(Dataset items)

▼▼▼

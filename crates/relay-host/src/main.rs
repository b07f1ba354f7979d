// Copyright (C) 2025 Ryan Daum <ryan.daum@gmail.com> This program is free
// software: you can redistribute it and/or modify it under the terms of the GNU
// General Public License as published by the Free Software Foundation, version
// 3.
//
// This program is distributed in the hope that it will be useful, but WITHOUT
// ANY WARRANTY; without even the implied warranty of MERCHANTABILITY or FITNESS
// FOR A PARTICULAR PURPOSE. See the GNU General Public License for more details.
//
// You should have received a copy of the GNU General Public License along with
// this program. If not, see <https://www.gnu.org/licenses/>.
//

use clipsync_relay::{
    args::Args,
    host::{CredentialStore, Listener, SyncBroker},
};
use eyre::WrapErr;
use std::{sync::Arc, time::Duration};
use tokio::{
    net::TcpListener,
    select,
    signal::unix::{SignalKind, signal},
};
use tracing::{error, info, warn};

const SHUTDOWN_GRACE: Duration = Duration::from_secs(5);

#[tokio::main(flavor = "multi_thread")]
async fn main() -> Result<(), eyre::Error> {
    color_eyre::install()?;
    let args = Args::load()?;

    clipsync_common::tracing::init_tracing(args.debug).unwrap_or_else(|e| {
        eprintln!("Unable to configure logging: {e}");
        std::process::exit(1);
    });

    let config = args.relay_config()?;

    let credentials = CredentialStore::load(&args.credential_sources(), args.hashing_params())
        .wrap_err("Unable to load user credentials")?;
    info!(users = ?credentials.usernames(), "Loaded users");
    if !args.no_default_users {
        warn!("Built-in development accounts are enabled; pass --no-default-users in production");
    }

    let mut hup_signal = match signal(SignalKind::hangup()) {
        Ok(signal) => signal,
        Err(e) => {
            error!("Unable to register HUP signal handler: {}", e);
            std::process::exit(1);
        }
    };
    let mut stop_signal = match signal(SignalKind::interrupt()) {
        Ok(signal) => signal,
        Err(e) => {
            error!("Unable to register STOP signal handler: {}", e);
            std::process::exit(1);
        }
    };
    let mut term_signal = match signal(SignalKind::terminate()) {
        Ok(signal) => signal,
        Err(e) => {
            error!("Unable to register TERM signal handler: {}", e);
            std::process::exit(1);
        }
    };

    let listener = TcpListener::bind(config.listen_address)
        .await
        .wrap_err_with(|| format!("Unable to bind {}", config.listen_address))?;
    info!("Serving out of CWD {:?}", std::env::current_dir()?);

    let broker = SyncBroker::new(config, Arc::new(credentials));
    let mut serve_loop = tokio::spawn(Listener::serve(listener, broker.clone()));

    select! {
        result = &mut serve_loop => {
            match result {
                Ok(Ok(())) => info!("Listener exited."),
                Ok(Err(e)) => error!("Listener failed: {e}"),
                Err(e) => error!("Listener task panicked: {e}"),
            }
        }
        _ = hup_signal.recv() => {
            info!("HUP received, stopping...");
        }
        _ = stop_signal.recv() => {
            info!("STOP received, stopping...");
        }
        _ = term_signal.recv() => {
            info!("TERM received, stopping...");
        }
    }

    broker.shutdown();
    if !serve_loop.is_finished() {
        match tokio::time::timeout(SHUTDOWN_GRACE, &mut serve_loop).await {
            Ok(Ok(Err(e))) => error!("Listener failed during shutdown: {e}"),
            Ok(_) => {}
            Err(_) => warn!("Listener did not stop within {SHUTDOWN_GRACE:?}"),
        }
    }
    if !broker.drain(SHUTDOWN_GRACE).await {
        warn!("Some connections were still open after {SHUTDOWN_GRACE:?}");
    }
    info!("Done.");

    Ok(())
}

▲▲▲

→ **TASK DIRECTIONS**
Copy out only the lines above from the one with "use eyre::WrapErr;" to the one with "let args = Args::load()?;", inclusive, exactly as they stand.

→ **REPLY**
use eyre::WrapErr;
use std::{sync::Arc, time::Duration};
use tokio::{
    net::TcpListener,
    select,
    signal::unix::{SignalKind, signal},
};
use tracing::{error, info, warn};

const SHUTDOWN_GRACE: Duration = Duration::from_secs(5);

#[tokio::main(flavor = "multi_thread")]
async fn main() -> Result<(), eyre::Error> {
    color_eyre::install()?;
    let args = Args::load()?;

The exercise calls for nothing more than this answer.